National Gallery of Australia acquires $9.8m Paul Gauguin painting
The major acquisition will help deepen conversations over French artist Paul Gauguin’s troublesome legacy, the National Gallery of Australia says.
National
Don't miss out on the headlines from National. Followed categories will be added to My News.
A $US6.5m ($9.8m) artwork by artist Paul Gauguin has been acquired by the National Gallery of Australia, making it the first painting by the French post-impressionist and symbolist to enter an Australian public collection.
His Le toit bleu or Ferme au Pouldu (The Blue Roof or Farm at Le Pouldu, 1890) was purchased from an international private collector and acquired by the NGA Foundation through a blend of public and private funds, the NGA has confirmed.
The 70cm x 90cm landscape, on show in Canberra at the NGA’s major exhibition Gauguin’s World: Tona Iho, Tona Ao, was painted by the artist in Brittany, shortly before he travelled into the Pacific, where he would make some of his most famous paintings and develop a historic reputation as a sex tourist and cultural thief.
NGA director Nick Mitzevich told The Australian a Gauguin painting was a missing piece of the art history puzzle for the Canberra institution.
“I was always conscious there was no major Gauguin painting in Australia,” Dr Mitzevich said of the work, which last sold at auction in May 2000 for $US5.2m.
“Paul Gauguin is a divisive and important figure, and I’ve been on the hunt for (one of his paintings) for a long time. We found one that’s perfect.”

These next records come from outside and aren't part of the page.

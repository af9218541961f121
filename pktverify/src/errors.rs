// SPDX-License-Identifier: Apache-2.0
// Copyright Open Network Fabric Authors

//! Verification errors.

use crate::expr::ExprError;
use crate::filter::PktIndex;

/// Outcome of a failed packet verification step.
#[derive(Debug, Clone, PartialEq, thiserror::Error)]
pub enum VerifyError {
    #[error("packet not found in range {index}~{stop}")]
    PacketNotFound { index: PktIndex, stop: PktIndex },
    #[error("unexpected packet #{number} found searching from {index}")]
    UnexpectedPacketFound { index: PktIndex, number: usize },
    #[error("packet #{number} failed verification: {reason}")]
    VerificationFailed { number: usize, reason: String },
    #[error("index {index} out of range {start}~{stop}")]
    IndexOutOfRange {
        index: PktIndex,
        start: PktIndex,
        stop: PktIndex,
    },
    #[error("invalid argument: {0}")]
    InvalidArgument(String),
    #[error(transparent)]
    Expr(#[from] ExprError),
}
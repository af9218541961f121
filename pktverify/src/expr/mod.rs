// SPDX-License-Identifier: Apache-2.0
// Copyright Open Network Fabric Authors

//! Filter expressions.
//!
//! A small boolean expression language over packet fields, used by scenario
//! files and by [`crate::PacketFilter::filter_expr`]:
//!
//! ```text
//! wpan.src64 == {ROUTER} and mle.cmd == MLE_ADVERTISEMENT
//!     and set(mle.tlv.type) == set([LEADER_DATA_TLV, SOURCE_ADDRESS_TLV])
//! ```
//!
//! Expressions are compiled once: `{VAR}` references are bound, bare names
//! resolve to variables or protocol constants, and every field path is
//! checked against the field registry. Evaluation never fails; missing
//! fields read as null.

mod eval;
mod lexer;
mod parser;

use crate::packet::Packet;
use crate::value::{FieldValue, Vars};
use lexer::tokenize;
use parser::{Node, Parser};
use std::fmt::Display;
use thiserror::Error;

#[derive(Debug, Clone, PartialEq, Eq, Error)]
pub enum ExprError {
    #[error("syntax error in '{expr}' at offset {pos}: {message}")]
    Syntax {
        expr: String,
        pos: usize,
        message: String,
    },
    #[error("unknown variable '{{{0}}}'")]
    UnknownVariable(String),
    #[error("unknown field '{0}'")]
    UnknownField(String),
    #[error("unknown name '{0}'")]
    UnknownName(String),
    #[error("{name}() takes {expected} argument(s), {got} given")]
    Arity {
        name: String,
        expected: usize,
        got: usize,
    },
}

/// A compiled filter expression.
#[derive(Debug, Clone)]
pub struct Expr {
    source: String,
    root: Node,
}

impl Expr {
    /// Compile an expression, binding `vars`.
    ///
    /// # Errors
    ///
    /// Fails on syntax errors, unbound variables, unknown names or fields
    /// and wrong function arity.
    pub fn compile(source: &str, vars: &Vars) -> Result<Self, ExprError> {
        let tokens = tokenize(source)?;
        let root = Parser::new(source, tokens, vars).parse()?;
        Ok(Self {
            source: source.to_string(),
            root,
        })
    }

    #[must_use]
    pub fn source(&self) -> &str {
        &self.source
    }

    /// Evaluate against a packet.
    #[must_use]
    pub fn eval(&self, packet: &Packet) -> FieldValue {
        eval::eval(&self.root, packet)
    }

    /// Returns true if the expression evaluates to a truthy value.
    #[must_use]
    pub fn matches(&self, packet: &Packet) -> bool {
        self.eval(packet).truthy()
    }
}

impl Display for Expr {
    fn fmt(&self, f: &mut std::fmt::Formatter<'_>) -> std::fmt::Result {
        write!(f, "{}", self.source)
    }
}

The Blue Roof or Farm at Le Pouldu features at its centre a woman drawing water from a well at a rural homestead. The titular blue roof – a bar of deep cerulean that dissects the work’s top third – is a salient portent of the colour to come just a year later when the artist would leave Paris for a new life, and a new style, in the Pacific Islands.
Oceania was where Gauguin’s painterly legacy ultimately would be cemented – his colour-filled representations of young islander women have fetched prices in the hundreds of millions – but it’s also the point from which his personal reputation has come under scrutiny.

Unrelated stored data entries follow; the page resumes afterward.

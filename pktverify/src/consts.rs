// SPDX-License-Identifier: Apache-2.0
// Copyright Open Network Fabric Authors

//! Thread protocol constants used by the verification helpers.
//!
//! Every constant is also registered in a name table so that scenario files
//! and filter expressions can refer to them by name (see [`lookup`]).

use crate::addrs::Ipv6Addr;
use crate::value::FieldValue;

/// A named constant, as exposed to scenarios.
#[derive(Debug, Clone, Copy, PartialEq, Eq)]
pub enum Named {
    Int(i128),
    Str(&'static str),
    Ipv6(Ipv6Addr),
}

impl From<Named> for FieldValue {
    fn from(value: Named) -> Self {
        match value {
            Named::Int(i) => FieldValue::Int(i),
            Named::Str(s) => FieldValue::from(s),
            Named::Ipv6(a) => FieldValue::Ipv6(a),
        }
    }
}

type NameTable = &'static [(&'static str, Named)];

macro_rules! int_consts {
    ($table:ident: $ty:ty; $( $(#[$meta:meta])* $name:ident = $value:expr ),* $(,)?) => {
        $( $(#[$meta])* pub const $name: $ty = $value; )*

        #[allow(clippy::cast_lossless)]
        const $table: NameTable = &[ $( (stringify!($name), Named::Int($name as i128)) ),* ];
    };
}

macro_rules! str_consts {
    ($table:ident; $( $(#[$meta:meta])* $name:ident = $value:expr ),* $(,)?) => {
        $( $(#[$meta])* pub const $name: &str = $value; )*

        const $table: NameTable = &[ $( (stringify!($name), Named::Str($name)) ),* ];
    };
}

macro_rules! addr_consts {
    ($table:ident; $( $(#[$meta:meta])* $name:ident = $value:expr ),* $(,)?) => {
        $( $(#[$meta])* pub const $name: Ipv6Addr = Ipv6Addr::from_segments($value); )*

        const $table: NameTable = &[ $( (stringify!($name), Named::Ipv6($name)) ),* ];
    };
}

int_consts! { MLE_COMMANDS: u8;
    MLE_LINK_REQUEST = 0,
    MLE_LINK_ACCEPT = 1,
    MLE_LINK_ACCEPT_AND_REQUEST = 2,
    MLE_LINK_REJECT = 3,
    MLE_ADVERTISEMENT = 4,
    MLE_UPDATE = 5,
    MLE_UPDATE_REQUEST = 6,
    MLE_DATA_REQUEST = 7,
    MLE_DATA_RESPONSE = 8,
    MLE_PARENT_REQUEST = 9,
    MLE_PARENT_RESPONSE = 10,
    MLE_CHILD_ID_REQUEST = 11,
    MLE_CHILD_ID_RESPONSE = 12,
    MLE_CHILD_UPDATE_REQUEST = 13,
    MLE_CHILD_UPDATE_RESPONSE = 14,
    MLE_ANNOUNCE = 15,
    MLE_DISCOVERY_REQUEST = 16,
    MLE_DISCOVERY_RESPONSE = 17,
    MLE_LINK_METRICS_MANAGEMENT_REQUEST = 18,
    MLE_LINK_METRICS_MANAGEMENT_RESPONSE = 19,
    MLE_LINK_PROBE = 20,
}

int_consts! { MLE_TLVS: u8;
    SOURCE_ADDRESS_TLV = 0,
    MODE_TLV = 1,
    TIMEOUT_TLV = 2,
    CHALLENGE_TLV = 3,
    RESPONSE_TLV = 4,
    LINK_LAYER_FRAME_COUNTER_TLV = 5,
    LINK_QUALITY_TLV = 6,
    NETWORK_PARAMETER_TLV = 7,
    MLE_FRAME_COUNTER_TLV = 8,
    ROUTE64_TLV = 9,
    ADDRESS16_TLV = 10,
    LEADER_DATA_TLV = 11,
    NETWORK_DATA_TLV = 12,
    TLV_REQUEST_TLV = 13,
    SCAN_MASK_TLV = 14,
    CONNECTIVITY_TLV = 15,
    LINK_MARGIN_TLV = 16,
    STATUS_TLV = 17,
    VERSION_TLV = 18,
    ADDRESS_REGISTRATION_TLV = 19,
    CHANNEL_TLV = 20,
    PANID_TLV = 21,
    ACTIVE_TIMESTAMP_TLV = 22,
    PENDING_TIMESTAMP_TLV = 23,
    ACTIVE_OPERATION_DATASET_TLV = 24,
    PENDING_OPERATION_DATASET_TLV = 25,
    THREAD_DISCOVERY_TLV = 26,
    CSL_SYNCHRONIZED_TIMEOUT = 85,
    CSL_CLOCK_ACCURACY = 86,
    LINK_METRICS_QUERY_TLV = 87,
    LINK_METRICS_MANAGEMENT_TLV = 88,
    LINK_METRICS_REPORT_TLV = 89,
    LINK_PROBE_TLV = 90,
}

int_consts! { NETWORK_DATA_TLVS: u8;
    NWD_HAS_ROUTER_TLV = 0,
    NWD_PREFIX_TLV = 1,
    NWD_BORDER_ROUTER_TLV = 2,
    NWD_LOWPAN_ID_TLV = 3,
    NWD_COMMISSIONING_DATA_TLV = 4,
    NWD_SERVICE_TLV = 5,
    NWD_SERVER_TLV = 6,
}

int_consts! { MESHCOP_TLVS: u8;
    NM_CHANNEL_TLV = 0,
    NM_PAN_ID_TLV = 1,
    NM_EXTENDED_PAN_ID_TLV = 2,
    NM_NETWORK_NAME_TLV = 3,
    NM_PSKC_TLV = 4,
    NM_NETWORK_KEY_TLV = 5,
    NM_NETWORK_KEY_SEQUENCE_COUNTER_TLV = 6,
    NM_NETWORK_MESH_LOCAL_PREFIX_TLV = 7,
    NM_STEERING_DATA_TLV = 8,
    NM_BORDER_AGENT_LOCATOR_TLV = 9,
    NM_COMMISSIONER_ID_TLV = 10,
    NM_COMMISSIONER_SESSION_ID_TLV = 11,
    NM_SECURITY_POLICY_TLV = 12,
    NM_GET_TLV = 13,
    NM_ACTIVE_TIMESTAMP_TLV = 14,
    NM_COMMISSIONER_UDP_PORT_TLV = 15,
    NM_STATE_TLV = 16,
    NM_JOINER_DTLS_ENCAPSULATION_TLV = 17,
    NM_JOINER_UDP_PORT_TLV = 18,
    NM_JOINER_IID_TLV = 19,
    NM_JOINER_ROUTER_LOCATOR_TLV = 20,
    NM_JOINER_ROUTER_KEK_TLV = 21,
    NM_PROVISIONING_URL_TLV = 32,
    NM_VENDOR_NAME_TLV = 33,
    NM_PENDING_TIMESTAMP_TLV = 51,
    NM_DELAY_TIMER_TLV = 52,
    NM_CHANNEL_MASK_TLV = 53,
    NM_COUNT_TLV = 54,
    NM_PERIOD_TLV = 55,
    NM_SCAN_DURATION_TLV = 56,
    NM_ENERGY_LIST_TLV = 57,
    NM_DISCOVERY_REQUEST_TLV = 128,
    NM_DISCOVERY_RESPONSE_TLV = 129,
}

int_consts! { ADDRESS_TLVS: u8;
    NL_TARGET_EID_TLV = 0,
    NL_MAC_EXTENDED_ADDRESS_TLV = 1,
    NL_RLOC16_TLV = 2,
    NL_ML_EID_TLV = 3,
    NL_STATUS_TLV = 4,
    NL_ATTACHED_TIME_TLV = 5,
    NL_LAST_TRANSACTION_TIME_TLV = 6,
    NL_ROUTER_MASK_TLV = 7,
    NL_ND_OPTION_TLV = 8,
    NL_ND_DATA_TLV = 9,
    NL_THREAD_NETWORK_DATA_TLV = 10,
    NL_TIMEOUT_TLV = 11,
    NL_THREAD_NETWORK_NAME_TLV = 12,
    NL_IPV6_ADDRESSES_TLV = 14,
    NL_COMMISSIONER_SESSION_ID_TLV = 15,
}

int_consts! { DIAG_TLVS: u8;
    DG_MAC_EXTENDED_ADDRESS_TLV = 0,
    DG_MAC_ADDRESS_TLV = 1,
    DG_MODE_TLV = 2,
    DG_TIMEOUT_TLV = 3,
    DG_CONNECTIVITY_TLV = 4,
    DG_ROUTE64_TLV = 5,
    DG_LEADER_DATA_TLV = 6,
    DG_NETWORK_DATA_TLV = 7,
    DG_IPV6_ADDRESS_LIST_TLV = 8,
    DG_MAC_COUNTERS_TLV = 9,
    DG_BATTERY_LEVEL_TLV = 14,
    DG_SUPPLY_VOLTAGE_TLV = 15,
    DG_CHILD_TABLE_TLV = 16,
    DG_CHANNEL_PAGES_TLV = 17,
    DG_TYPE_LIST_TLV = 18,
    DG_MAX_CHILD_TIMEOUT_TLV = 19,
}

int_consts! { MAC_FRAME_TYPES: u8;
    MAC_FRAME_TYPE_BEACON = 0,
    MAC_FRAME_TYPE_DATA = 1,
    MAC_FRAME_TYPE_ACK = 2,
    MAC_FRAME_TYPE_CMD = 3,
}

int_consts! { MAC_COMMANDS: u8;
    WPAN_DATA_REQUEST = 4,
}

int_consts! { COAP_CODES: u8;
    COAP_CODE_GET = 1,
    COAP_CODE_POST = 2,
    COAP_CODE_PUT = 3,
    COAP_CODE_DELETE = 4,
    COAP_CODE_ACK = 68,
    COAP_TYPE_CON = 0,
    COAP_TYPE_NON = 1,
    COAP_TYPE_ACK = 2,
    COAP_TYPE_RST = 3,
}

int_consts! { ICMPV6_TYPES: u8;
    ICMPV6_TYPE_DESTINATION_UNREACHABLE = 1,
    ICMPV6_TYPE_ECHO_REQUEST = 128,
    ICMPV6_TYPE_ECHO_REPLY = 129,
    ICMPV6_TYPE_MLD_QUERY = 130,
    ICMPV6_TYPE_ROUTER_SOLICITATION = 133,
    ICMPV6_TYPE_ROUTER_ADVERTISEMENT = 134,
    ICMPV6_TYPE_NEIGHBOR_SOLICITATION = 135,
    ICMPV6_TYPE_NEIGHBOR_ADVERTISEMENT = 136,
    ICMPV6_TYPE_MLDV2_REPORT = 143,
}

int_consts! { STATUS_CODES: u8;
    ADDR_SOL_SUCCESS = 0,
    ADDR_SOL_NA = 1,
    ST_MLR_SUCCESS = 0,
    ST_MLR_INVALID = 2,
    ST_MLR_NO_PERSISTENT = 3,
    ST_MLR_NO_RESOURCES = 4,
    ST_MLR_BBR_NOT_PRIMARY = 5,
    ST_MLR_GENERAL_FAILURE = 6,
    MESHCOP_ACCEPT = 1,
    MESHCOP_REJECT = 255,
}

int_consts! { PORTS: u16;
    MLE_PORT = 19788,
    TMF_PORT = 61631,
    BB_PORT = 61631,
    DEFAULT_BR_PORT = 49191,
    MDNS_PORT = 5353,
}

int_consts! { THREAD_VERSIONS: u8;
    THREAD_VERSION_1_1 = 2,
    THREAD_VERSION_1_2 = 3,
    THREAD_VERSION_1_3 = 4,
    THREAD_VERSION_1_4 = 5,
}

int_consts! { SERVICE_NUMBERS: u16;
    THREAD_ENTERPRISE_NUMBER = 44970,
    BACKBONE_ROUTER_SERVICE_DATA = 1,
    LEADER_ALOC = 0xfc00,
    ALOC16_SERVICE_START = 0xfc10,
}

str_consts! { URIS;
    ADDR_SOL_URI = "/a/as",
    ADDR_REL_URI = "/a/ar",
    ADDR_NTF_URI = "/a/an",
    ADDR_QRY_URI = "/a/aq",
    ADDR_ERR_URI = "/a/ae",
    SVR_DATA_URI = "/a/sd",
    MGMT_PANID_SCAN = "/c/pq",
    MGMT_PANID_CONFLICT = "/c/pc",
    MGMT_ED_SCAN = "/c/es",
    MGMT_ED_REPORT = "/c/er",
    MGMT_PENDING_SET_URI = "/c/ps",
    MGMT_ACTIVE_SET_URI = "/c/as",
    MGMT_ACTIVE_GET_URI = "/c/ag",
    MGMT_PENDING_GET_URI = "/c/pg",
    MGMT_COMMISSIONER_GET_URI = "/c/cg",
    MGMT_COMMISSIONER_SET_URI = "/c/cs",
    LEAD_PET_URI = "/c/lp",
    LEAD_KA_URI = "/c/la",
    MGMT_DATASET_CHANGED_URI = "/c/dc",
    RELAY_RX_URI = "/c/rx",
    RELAY_TX_URI = "/c/tx",
    DIAG_GET_URI = "/d/dg",
    DIAG_GET_QRY_URI = "/d/dq",
    DIAG_GET_ANS_URI = "/d/da",
    DIAG_RST_URI = "/d/dr",
    BACKBONE_QUERY_URI = "/b/bq",
    BACKBONE_ANSWER_URI = "/b/ba",
    BACKBONE_MLR_URI = "/b/bmr",
    MLR_URI = "/n/mr",
    DUA_REGISTRATION_URI = "/n/dr",
}

addr_consts! { MULTICAST_ADDRESSES;
    LINK_LOCAL_ALL_NODES_MULTICAST_ADDRESS = [0xff02, 0, 0, 0, 0, 0, 0, 1],
    LINK_LOCAL_ALL_ROUTERS_MULTICAST_ADDRESS = [0xff02, 0, 0, 0, 0, 0, 0, 2],
    REALM_LOCAL_ALL_NODES_ADDRESS = [0xff03, 0, 0, 0, 0, 0, 0, 1],
    REALM_LOCAL_ALL_ROUTERS_ADDRESS = [0xff03, 0, 0, 0, 0, 0, 0, 2],
    ALL_MPL_FORWARDERS_MA = [0xff03, 0, 0, 0, 0, 0, 0, 0xfc],
    LINK_LOCAL_ALL_THREAD_NODES_MULTICAST_ADDRESS = [0xff32, 0x40, 0xfd00, 0x0db8, 0, 0, 0, 1],
    REALM_LOCAL_ALL_THREAD_NODES_MULTICAST_ADDRESS = [0xff33, 0x40, 0xfd00, 0x0db8, 0, 0, 0, 1],
    LINK_LOCAL_ALL_BBRS_MULTICAST_ADDRESS = [0xff32, 0x40, 0xfd00, 0x0db8, 0, 0, 0, 3],
    REALM_LOCAL_ALL_BBRS_MULTICAST_ADDRESS = [0xff33, 0x40, 0xfd00, 0x0db8, 0, 0, 0, 3],
    DEFAULT_MESH_LOCAL_PREFIX = [0xfd00, 0x0db8, 0, 0, 0, 0, 0, 0],
}

/// How far back (in seconds) the other medium's cursor may be placed behind
/// a packet found by `next`.
pub const AUTO_SEEK_BACK_MAX_DURATION: f64 = 0.01;

/// Layer names the field registry knows about.
pub const VALID_LAYER_NAMES: &[&str] = &[
    "wpan",
    "wpan-tap",
    "mle",
    "coap",
    "thread_bcn",
    "thread_nm",
    "thread_meshcop",
    "thread_address",
    "thread_nwd",
    "thread_diagnostic",
    "thread_bl",
    "thread_bb",
    "6lowpan",
    "ipv6",
    "ip",
    "udp",
    "tcp",
    "eth",
    "icmpv6",
    "dtls",
    "dns",
    "mdns",
    "frame",
    "sll",
];

const TABLES: &[NameTable] = &[
    MLE_COMMANDS,
    MLE_TLVS,
    NETWORK_DATA_TLVS,
    MESHCOP_TLVS,
    ADDRESS_TLVS,
    DIAG_TLVS,
    MAC_FRAME_TYPES,
    MAC_COMMANDS,
    COAP_CODES,
    ICMPV6_TYPES,
    STATUS_CODES,
    PORTS,
    THREAD_VERSIONS,
    SERVICE_NUMBERS,
    URIS,
    MULTICAST_ADDRESSES,
];

/// Look up a constant by its name.
#[must_use]
pub fn lookup(name: &str) -> Option<Named> {
    TABLES
        .iter()
        .flat_map(|table| table.iter())
        .find(|(n, _)| *n == name)
        .map(|(_, v)| *v)
}

/// All registered constant names, in declaration order.
pub fn names() -> impl Iterator<Item = &'static str> {
    TABLES.iter().flat_map(|table| table.iter()).map(|(n, _)| *n)
}

/// Human readable name of an MLE command, e.g. `Child ID Request`.
#[must_use]
pub fn mle_command_name(cmd: i128) -> Option<&'static str> {
    Some(match u8::try_from(cmd).ok()? {
        MLE_LINK_REQUEST => "Link Request",
        MLE_LINK_ACCEPT => "Link Accept",
        MLE_LINK_ACCEPT_AND_REQUEST => "Link Accept and Request",
        MLE_LINK_REJECT => "Link Reject",
        MLE_ADVERTISEMENT => "Advertisement",
        MLE_UPDATE => "Update",
        MLE_UPDATE_REQUEST => "Update Request",
        MLE_DATA_REQUEST => "Data Request",
        MLE_DATA_RESPONSE => "Data Response",
        MLE_PARENT_REQUEST => "Parent Request",
        MLE_PARENT_RESPONSE => "Parent Response",
        MLE_CHILD_ID_REQUEST => "Child ID Request",
        MLE_CHILD_ID_RESPONSE => "Child ID Response",
        MLE_CHILD_UPDATE_REQUEST => "Child Update Request",
        MLE_CHILD_UPDATE_RESPONSE => "Child Update Response",
        MLE_ANNOUNCE => "Announce",
        MLE_DISCOVERY_REQUEST => "Discovery Request",
        MLE_DISCOVERY_RESPONSE => "Discovery Response",
        MLE_LINK_METRICS_MANAGEMENT_REQUEST => "Link Metrics Management Request",
        MLE_LINK_METRICS_MANAGEMENT_RESPONSE => "Link Metrics Management Response",
        MLE_LINK_PROBE => "Link Probe",
        _ => return None,
    })
}

#[cfg(test)]
mod test {
    use super::*;
    use pretty_assertions::assert_eq;
    use std::collections::HashSet;

    #[test]
    fn lookup_by_name() {
        assert_eq!(lookup("MLE_CHILD_ID_REQUEST"), Some(Named::Int(11)));
        assert_eq!(lookup("ROUTE64_TLV"), Some(Named::Int(9)));
        assert_eq!(lookup("ADDR_SOL_URI"), Some(Named::Str("/a/as")));
        assert_eq!(
            lookup("LINK_LOCAL_ALL_NODES_MULTICAST_ADDRESS"),
            Some(Named::Ipv6(Ipv6Addr::try_from("ff02::1").unwrap()))
        );
        assert_eq!(lookup("NO_SUCH_CONSTANT"), None);
    }

    #[test]
    fn thread_multicast_addresses() {
        assert_eq!(
            LINK_LOCAL_ALL_THREAD_NODES_MULTICAST_ADDRESS.to_string(),
            "ff32:40:fd00:db8::1"
        );
        assert_eq!(ALL_MPL_FORWARDERS_MA.to_string(), "ff03::fc");
        assert!(REALM_LOCAL_ALL_BBRS_MULTICAST_ADDRESS.is_realm_local_multicast());
    }

    #[test]
    fn names_are_unique() {
        let mut seen = HashSet::new();
        for name in names() {
            assert!(seen.insert(name), "duplicate constant name {name}");
        }
    }

    #[test]
    fn command_names() {
        assert_eq!(mle_command_name(11), Some("Child ID Request"));
        assert_eq!(mle_command_name(99), None);
        assert_eq!(mle_command_name(-1), None);
    }
}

Dr Mitzevich said the gallery had embraced “difficult conversations” over the artist’s legacy, and said the acquisition of this pre-Pacific work would deepen those discussions.
Gauguin’s World: Tona Iho, Tona Ao is at Canberra’s National Gallery of Australia until October 7. nga.gov.au/exhibitions/gauguins-world
This article first appeared on The Australian and was republished with permission. Read the full article via this link.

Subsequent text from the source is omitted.